■ **YOUR INSTRUCTIONS**: Show the lines below that contain the string "bool".

■ **DATA TO USE**:
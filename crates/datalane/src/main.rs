mod cli;
mod commands;
mod config;
mod error;
mod output;

use clap::Parser;
use tracing_subscriber::EnvFilter;

use crate::cli::{Cli, Command};
use crate::error::CliError;

#[tokio::main]
async fn main() {
    // Parse CLI arguments
    let cli = Cli::parse();

    // Setup tracing based on verbosity
    init_tracing(cli.global.verbose);

    // Dispatch and handle errors with proper exit codes
    if let Err(err) = run(cli).await {
        let code = err.exit_code();
        eprintln!("{:?}", miette::Report::new(err));
        std::process::exit(code);
    }
}

fn init_tracing(verbosity: u8) {
    let filter = match verbosity {
        0 => "warn",
        1 => "info",
        2 => "debug",
        _ => "trace",
    };

    tracing_subscriber::fmt()
        .with_env_filter(
            EnvFilter::try_from_default_env().unwrap_or_else(|_| EnvFilter::new(filter)),
        )
        .with_writer(std::io::stderr)
        .with_target(false)
        .init();
}

async fn run(cli: Cli) -> Result<(), CliError> {
    let Cli { mut global, command } = cli;

    match command {
        // Config commands manage the file themselves
        Command::Config(args) => commands::config_cmd::handle(args, &global),

        // Shell completions generation
        Command::Completions(args) => {
            use clap::CommandFactory;
            use clap_complete::generate;

            let mut cmd = Cli::command();
            generate(args.shell, &mut cmd, "datalane", &mut std::io::stdout());
            Ok(())
        }

        // Local commands: config file and response cache only
        Command::Entities => {
            let cfg = config::load_config()?;
            config::apply_defaults(&mut global, &cfg);
            commands::entities::handle(&cfg, &global)
        }
        Command::Cache(args) => {
            let cfg = config::load_config()?;
            config::apply_defaults(&mut global, &cfg);
            commands::cache::handle(args, &cfg, &global).await
        }

        // Everything else goes through a dispatcher
        cmd => {
            let cfg = config::load_config()?;
            config::apply_defaults(&mut global, &cfg);
            let session = config::build_session(&global, &cfg)?;

            tracing::debug!(command = ?cmd, "dispatching command");
            let result = commands::dispatch(cmd, &session, &cfg, &global).await;
            session.dispatcher.shutdown().await;
            result
        }
    }
}
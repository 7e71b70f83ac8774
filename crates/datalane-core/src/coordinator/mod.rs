// ── Fan-out / fan-in coordinators ──
//
// Batch and bulk calls dispatch every leaf as an ordinary single-entity
// request whose processor resolves a oneshot slot. The aggregate is
// delivered once, after `join_all` over every slot.

pub(crate) mod batch;
pub(crate) mod bulk;

use std::sync::{Arc, Mutex};

use futures::future::join_all;
use serde_json::Value;
use tokio::sync::oneshot;

use crate::model::{DataError, LeafOutcome};
use crate::processor::{Processor, ProcessorContext};

/// Resolves one fan-in slot with the first outcome it sees.
struct LeafProcessor {
    slot: Mutex<Option<oneshot::Sender<LeafOutcome>>>,
}

impl LeafProcessor {
    fn channel() -> (Arc<Self>, oneshot::Receiver<LeafOutcome>) {
        let (tx, rx) = oneshot::channel();
        let processor = Arc::new(Self {
            slot: Mutex::new(Some(tx)),
        });
        (processor, rx)
    }

    fn resolve(&self, outcome: LeafOutcome) {
        let sender = match self.slot.lock() {
            Ok(mut guard) => guard.take(),
            Err(poisoned) => poisoned.into_inner().take(),
        };
        if let Some(tx) = sender {
            let _ = tx.send(outcome);
        }
    }
}

impl Processor for LeafProcessor {
    fn on_success(&self, ctx: &ProcessorContext, response: &Value) {
        self.resolve(LeafOutcome::Success(ctx.payload(response)));
    }

    fn on_error(&self, _ctx: &ProcessorContext, error: &DataError) {
        self.resolve(LeafOutcome::Error(error.clone()));
    }
}

/// Wait for every slot. A slot whose sender vanished becomes an error.
async fn join_slots(slots: Vec<oneshot::Receiver<LeafOutcome>>) -> Vec<LeafOutcome> {
    join_all(slots)
        .await
        .into_iter()
        .map(|slot| {
            slot.unwrap_or_else(|_| {
                LeafOutcome::Error(DataError::new("request dropped before completion", None))
            })
        })
        .collect()
}
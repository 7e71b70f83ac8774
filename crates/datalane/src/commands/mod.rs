//! Command dispatch: bridges CLI args -> dispatcher requests -> output formatting.

pub mod cache;
pub mod config_cmd;
pub mod entities;
pub mod fetch;
pub mod util;

use crate::cli::{Command, GlobalOpts};
use crate::config::{Config, Session};
use crate::error::CliError;

/// Dispatch a backend-bound command to the appropriate handler.
pub async fn dispatch(
    cmd: Command,
    session: &Session,
    cfg: &Config,
    global: &GlobalOpts,
) -> Result<(), CliError> {
    match cmd {
        Command::Get(args) => fetch::get(args, session, cfg, global).await,
        Command::Send(args) => fetch::send(args, session, cfg, global).await,
        Command::Batch(args) => fetch::batch(args, session, cfg, global).await,
        Command::Bulk(args) => fetch::bulk(args, session, cfg, global).await,
        // Handled in `run` before a session exists
        Command::Entities | Command::Cache(_) | Command::Config(_) | Command::Completions(_) => {
            Err(CliError::RequestFailed {
                message: "command does not need a backend session".into(),
            })
        }
    }
}
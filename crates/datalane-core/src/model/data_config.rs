// ── DataConfig ──
//
// Static description of one backend resource: where it lives, which
// operations it accepts and how its reads are reused. A config points
// either at a single URL or at a batch of leaf calls, never both.

use std::collections::{BTreeSet, HashSet};

use serde::{Deserialize, Serialize};

use super::{BlobClass, Operation, ReusePolicy};
use crate::error::CoreError;

/// One leaf of a batch request. `identifier` is the fan-in join key.
#[derive(Debug, Clone, Serialize, Deserialize)]
pub struct BatchCall {
    pub url: String,
    pub identifier: String,
    pub operation: Operation,
    #[serde(default, skip_serializing_if = "Option::is_none")]
    pub reuse: Option<ReusePolicy>,
    #[serde(default, skip_serializing_if = "Option::is_none")]
    pub blob_class: Option<BlobClass>,
}

impl BatchCall {
    pub fn new(identifier: impl Into<String>, url: impl Into<String>, operation: Operation) -> Self {
        Self {
            url: url.into(),
            identifier: identifier.into(),
            operation,
            reuse: None,
            blob_class: None,
        }
    }

    pub fn with_reuse(mut self, reuse: ReusePolicy) -> Self {
        self.reuse = Some(reuse);
        self
    }

    pub fn with_blob_class(mut self, class: impl Into<BlobClass>) -> Self {
        self.blob_class = Some(class.into());
        self
    }
}

/// Where a config's data comes from.
#[derive(Debug, Clone, Serialize, Deserialize)]
#[serde(rename_all = "snake_case")]
pub enum DataSource {
    Url(String),
    Batch(Vec<BatchCall>),
}

#[derive(Debug, Clone, Serialize, Deserialize)]
pub struct DataConfig {
    pub source: DataSource,
    /// Operations permitted in addition to the dispatcher's allowed methods.
    pub allowed_operations: BTreeSet<Operation>,
    pub default_operation: Operation,
    pub reuse: ReusePolicy,
    #[serde(default, skip_serializing_if = "Option::is_none")]
    pub socket_tag: Option<String>,
}

impl DataConfig {
    pub fn for_url(url: impl Into<String>) -> Self {
        Self::with_source(DataSource::Url(url.into()))
    }

    pub fn for_batch(calls: Vec<BatchCall>) -> Self {
        Self::with_source(DataSource::Batch(calls))
    }

    fn with_source(source: DataSource) -> Self {
        Self {
            source,
            allowed_operations: BTreeSet::new(),
            default_operation: Operation::Get,
            reuse: ReusePolicy::default(),
            socket_tag: None,
        }
    }

    pub fn allow(mut self, operation: Operation) -> Self {
        self.allowed_operations.insert(operation);
        self
    }

    pub fn allow_all(mut self, operations: impl IntoIterator<Item = Operation>) -> Self {
        self.allowed_operations.extend(operations);
        self
    }

    pub fn default_operation(mut self, operation: Operation) -> Self {
        self.default_operation = operation;
        self
    }

    pub fn reuse(mut self, reuse: ReusePolicy) -> Self {
        self.reuse = reuse;
        self
    }

    pub fn socket_tag(mut self, tag: impl Into<String>) -> Self {
        self.socket_tag = Some(tag.into());
        self
    }

    pub fn url(&self) -> Option<&str> {
        match &self.source {
            DataSource::Url(url) => Some(url),
            DataSource::Batch(_) => None,
        }
    }

    pub fn batch(&self) -> Option<&[BatchCall]> {
        match &self.source {
            DataSource::Batch(calls) => Some(calls),
            DataSource::Url(_) => None,
        }
    }

    pub fn is_batch(&self) -> bool {
        matches!(self.source, DataSource::Batch(_))
    }

    /// Check the structural invariants of this config.
    pub fn validate(&self) -> Result<(), CoreError> {
        match &self.source {
            DataSource::Url(url) => {
                if url.trim().is_empty() {
                    return Err(CoreError::invalid("data config url is empty"));
                }
            }
            DataSource::Batch(calls) => {
                if calls.is_empty() {
                    return Err(CoreError::invalid("batch override has no calls"));
                }
                let mut seen = HashSet::new();
                for call in calls {
                    if call.identifier.is_empty() {
                        return Err(CoreError::invalid("batch call identifier is empty"));
                    }
                    if call.url.trim().is_empty() {
                        return Err(CoreError::invalid(format!(
                            "batch call '{}' has an empty url",
                            call.identifier
                        )));
                    }
                    if !seen.insert(call.identifier.as_str()) {
                        return Err(CoreError::invalid(format!(
                            "duplicate batch identifier '{}'",
                            call.identifier
                        )));
                    }
                }
            }
        }
        Ok(())
    }
}
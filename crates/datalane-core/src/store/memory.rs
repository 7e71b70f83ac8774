use async_trait::async_trait;
use dashmap::DashMap;
use serde_json::Value;

use super::{KvStore, StoreError};

/// In-process store. Contents die with the process.
#[derive(Debug, Default)]
pub struct MemoryStore {
    entries: DashMap<String, Value>,
}

impl MemoryStore {
    pub fn new() -> Self {
        Self::default()
    }

    pub fn len(&self) -> usize {
        self.entries.len()
    }

    pub fn is_empty(&self) -> bool {
        self.entries.is_empty()
    }
}

#[async_trait]
impl KvStore for MemoryStore {
    async fn get(&self, key: &str) -> Result<Option<Value>, StoreError> {
        Ok(self.entries.get(key).map(|v| v.value().clone()))
    }

    async fn put(&self, key: &str, value: Value) -> Result<(), StoreError> {
        self.entries.insert(key.to_owned(), value);
        Ok(())
    }

    async fn delete(&self, key: &str) -> Result<(), StoreError> {
        self.entries.remove(key);
        Ok(())
    }

    async fn clear(&self) -> Result<(), StoreError> {
        self.entries.clear();
        Ok(())
    }

    async fn keys(&self) -> Result<Vec<String>, StoreError> {
        let mut keys: Vec<String> = self.entries.iter().map(|e| e.key().clone()).collect();
        keys.sort();
        Ok(keys)
    }
}

#[cfg(test)]
#[allow(clippy::unwrap_used)]
mod tests {
    use super::*;
    use serde_json::json;

    #[tokio::test]
    async fn basic_operations() {
        let store = MemoryStore::new();
        store.put("b", json!(2)).await.unwrap();
        store.put("a", json!(1)).await.unwrap();
        assert_eq!(store.get("a").await.unwrap(), Some(json!(1)));
        assert_eq!(store.keys().await.unwrap(), vec!["a", "b"]);

        store.delete("a").await.unwrap();
        store.delete("missing").await.unwrap();
        assert_eq!(store.get("a").await.unwrap(), None);

        store.clear().await.unwrap();
        assert!(store.is_empty());
    }
}
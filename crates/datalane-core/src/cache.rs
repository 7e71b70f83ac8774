// ── Reuse cache ──
//
// Read-through response cache over the persistent store. Records carry
// an absolute expiry and, for page-scoped reuse, the page that stored
// them. A lapsed or foreign-page record is indistinguishable from a
// missing one.
//
// Writes land in an in-memory shadow map before the store is awaited,
// so a `recall` racing a pending `remember` for the same key sees the
// new record. Each shadow entry carries a generation so a slow write
// never evicts a newer one.

use std::sync::Arc;
use std::sync::atomic::{AtomicU64, Ordering};

use dashmap::DashMap;
use datalane_api::BODY_PARAM;
use serde_json::Value;
use tracing::{debug, warn};
use url::form_urlencoded;

use crate::clock::Clock;
use crate::error::CoreError;
use crate::model::{CacheMeta, CacheRecord, CacheScope, ReusePolicy};
use crate::router::Router;
use crate::store::KvStore;

pub struct ReuseCache {
    store: Arc<dyn KvStore>,
    router: Arc<dyn Router>,
    clock: Arc<dyn Clock>,
    default_timeout_ms: u64,
    shadow: DashMap<String, (u64, CacheRecord)>,
    generation: AtomicU64,
}

impl ReuseCache {
    pub fn new(
        store: Arc<dyn KvStore>,
        router: Arc<dyn Router>,
        clock: Arc<dyn Clock>,
        default_timeout_ms: u64,
    ) -> Self {
        Self {
            store,
            router,
            clock,
            default_timeout_ms,
            shadow: DashMap::new(),
            generation: AtomicU64::new(0),
        }
    }

    fn current_page(&self) -> String {
        self.router.current_page_name().unwrap_or_default()
    }

    // ── Read / write ─────────────────────────────────────────────────

    /// Store `response` under `key` until `now + policy.timeout_ms`.
    ///
    /// Resolves once the record is persisted. If persistence fails the
    /// record is withdrawn from the shadow map as well.
    pub async fn remember(
        &self,
        key: &str,
        response: &Value,
        policy: &ReusePolicy,
        original_url: &str,
    ) -> Result<(), CoreError> {
        let timeout_ms = match policy.timeout_ms {
            0 => self.default_timeout_ms,
            t => t,
        };
        let lifetime = i64::try_from(timeout_ms).unwrap_or(i64::MAX);
        let page_name = match policy.scope {
            CacheScope::InPage => Some(self.current_page()),
            CacheScope::Global => None,
        };
        let record = CacheRecord {
            url: key.to_owned(),
            response: response.clone(),
            meta: CacheMeta {
                expires: self.clock.now_ms().saturating_add(lifetime),
                url: original_url.to_owned(),
                page_name,
            },
        };

        let generation = self.generation.fetch_add(1, Ordering::Relaxed);
        self.shadow.insert(key.to_owned(), (generation, record.clone()));

        let result = match serde_json::to_value(&record) {
            Ok(value) => self.store.put(key, value).await.map_err(CoreError::from),
            Err(e) => Err(CoreError::Internal(format!("cache record encoding: {e}"))),
        };
        self.shadow.remove_if(key, |_, (g, _)| *g == generation);

        debug!(key, expires = record.meta.expires, ok = result.is_ok(), "remember");
        result
    }

    /// The stored response for `key`, if present, unexpired and visible
    /// on the current page.
    pub async fn recall(&self, key: &str) -> Result<Value, CoreError> {
        let shadowed = self.shadow.get(key).map(|entry| entry.value().1.clone());
        let record = match shadowed {
            Some(record) => Some(record),
            None => self.load(key).await?,
        };
        let miss = || CoreError::CacheMiss {
            key: key.to_owned(),
        };

        let record = record.ok_or_else(miss)?;
        if record.is_expired(self.clock.now_ms()) || !record.is_visible_on(&self.current_page()) {
            return Err(miss());
        }
        Ok(record.response)
    }

    pub async fn remove(&self, key: &str) -> Result<(), CoreError> {
        self.shadow.remove(key);
        self.store.delete(key).await?;
        debug!(key, "cache record removed");
        Ok(())
    }

    pub async fn clear(&self) -> Result<(), CoreError> {
        self.shadow.clear();
        self.store.clear().await?;
        Ok(())
    }

    // ── Maintenance ──────────────────────────────────────────────────

    /// Delete every record that has expired or belongs to a page other
    /// than the current one. Unreadable records are deleted too.
    /// Returns the number of records removed.
    pub async fn sweep(&self) -> Result<usize, CoreError> {
        let now = self.clock.now_ms();
        let page = self.current_page();
        let mut removed = 0;

        for key in self.store.keys().await? {
            let keep = match self.load(&key).await {
                Ok(Some(record)) => !record.is_expired(now) && record.is_visible_on(&page),
                Ok(None) => true,
                Err(e) => {
                    warn!(key = %key, error = %e, "dropping unreadable cache record");
                    false
                }
            };
            if !keep {
                self.store.delete(&key).await?;
                removed += 1;
            }
        }

        debug!(removed, page = %page, "cache sweep complete");
        Ok(removed)
    }

    /// Every persisted record that can be decoded, ordered by key.
    pub async fn records(&self) -> Result<Vec<CacheRecord>, CoreError> {
        let mut records = Vec::new();
        for key in self.store.keys().await? {
            if let Ok(Some(record)) = self.load(&key).await {
                records.push(record);
            }
        }
        records.sort_by(|a, b| a.url.cmp(&b.url));
        Ok(records)
    }

    async fn load(&self, key: &str) -> Result<Option<CacheRecord>, CoreError> {
        let Some(value) = self.store.get(key).await? else {
            return Ok(None);
        };
        serde_json::from_value(value)
            .map(Some)
            .map_err(|e| CoreError::Internal(format!("cache record for {key} is malformed: {e}")))
    }
}

// ── Cache keys ───────────────────────────────────────────────────────

/// Cache key for a read: `url` plus the payload as a sorted query string.
///
/// Object payloads contribute one `key=value` pair per field (strings
/// verbatim, everything else as JSON); any other non-null payload
/// contributes a single `_body` pair.
pub fn unique_url(url: &str, payload: Option<&Value>) -> String {
    let mut pairs: Vec<(String, String)> = match payload {
        None | Some(Value::Null) => Vec::new(),
        Some(Value::Object(map)) => map
            .iter()
            .map(|(k, v)| (k.clone(), query_value(v)))
            .collect(),
        Some(other) => vec![(BODY_PARAM.to_owned(), other.to_string())],
    };
    if pairs.is_empty() {
        return url.to_owned();
    }
    pairs.sort();

    let query = form_urlencoded::Serializer::new(String::new())
        .extend_pairs(pairs)
        .finish();
    let separator = if url.contains('?') { '&' } else { '?' };
    format!("{url}{separator}{query}")
}

fn query_value(value: &Value) -> String {
    match value {
        Value::String(s) => s.clone(),
        other => other.to_string(),
    }
}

■ **ANSWER TO THIS TASK**:
    pub fn is_batch(&self) -> bool {
    pub fn is_empty(&self) -> bool {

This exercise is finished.